Once the user approves Open Sesame, we use the Accessibility Service dispatchGesture API to interact with any application on the screen. We use the camera with computer vision algorithms to track the user’s face, and translate that to a location on the screen. When the user dwells with the cursor in one place, he can then interact by tapping or swiping. We use dispatchGesture to send the user’s intention to the app. It’s important to say we are oblivious to the content for the app we’re interacting with - we are just creating a virtual finger for our user who can’t use his own.

ADM: How will expanding into the US help drive development?


Dov: Having a headquarters in the U.S. was a strategic business decision to support continued growth in users. From Veterans to those with chronic diseases or sudden injuries, there are millions of Americans who could benefit from Sesame Enable, regain control of their lives and feel as though they are connected to society without barriers. To best support these potential users we felt we needed to have a team on the ground in the U.S. to generate awareness and advocate for assistive technologies. We have a team of five based in our new Bethesda, Maryland office and they will work closely with health and disease-focused organizations to generate awareness of the app among those who can benefit from it, as well as caregivers. Our location in Bethesda allows for close proximity to Washington, D.C., where we know we’ll have opportunity to influence healthcare and subsidy policy changes needed to make our technology available to all Americans who can benefit from it. 

ADM: What else is coming down the pipe? Anything you can preview for us?

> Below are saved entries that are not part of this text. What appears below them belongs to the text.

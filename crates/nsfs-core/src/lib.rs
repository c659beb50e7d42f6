//! Core types, configuration, and error handling for the NSFS control plane.
//!
//! This crate provides the foundational building blocks shared across all
//! NSFS control-plane crates: the injected runtime configuration (config
//! root, WAL directory, versions), the filesystem execution context, and
//! the common error type.

mod config;
mod error;
mod types;

pub use config::{CONFIG_DIR_VERSION, NsfsConfig};
pub use error::{NsfsError, NsfsResult};
pub use types::{ConfigRootBackend, FsContext, FsIdentity};
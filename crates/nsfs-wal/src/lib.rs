//! Append-only write-ahead log with active / inactive segment rotation.
//!
//! A [`WalFile`] owns a directory of newline-framed log segments. Exactly
//! one segment is *active* (the current append target); sealed segments are
//! *inactive* until a processor takes each one under an exclusive advisory
//! lock, drains it, and signals whether it may be deleted.
//!
//! Concurrency model:
//!
//! - appends within a process are serialized by an async mutex;
//! - appends across processes rely on `O_APPEND` with records bounded
//!   below `PIPE_BUF`, falling back to a whole-file advisory lock for
//!   oversized records;
//! - segment processing uses non-blocking `flock(2)`: a contended segment
//!   is skipped, never waited on.

mod error;
mod reader;
mod wal;

pub use error::{WalError, WalResult};
pub use reader::read_records;
pub use wal::WalFile;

Dov: We’re really proud of our new lock-mechanism that came out just last week - you can see an example here but it’s really something else to try it for yourself. It’s just one of many examples of UI challenges we face along the way - a lock that won’t annoy you, always watch you, won’t unlock by mistake as you move/talk to people in the room, and still unlock with a simple head gesture.

There are several exciting things I can’t divulge right now, but looking forward we expect to expand both vertically serving the same audience with more products and innovation, and expanding to perhaps other disabilities where technology can bridge gaps.

About Oded Ben Dov


Oded Ben-Dov is fluent in 11 languages, two spoken and nine programming. It was this fluency that enabled him to solve the most important question of his professional career - "Hello, my name is Giora, I can't move my hands or legs. Can you make me a smartphone I could use?"

A globally recognized technology expert turned social entrepreneur, today Ben-Dov is CEO of Sesame Enable, creator of the first touch-free smartphone app for quadriplegics and people with disabilities called Open SesameTM, and an advocate for life-changing, technology solutions for people with physical challenges.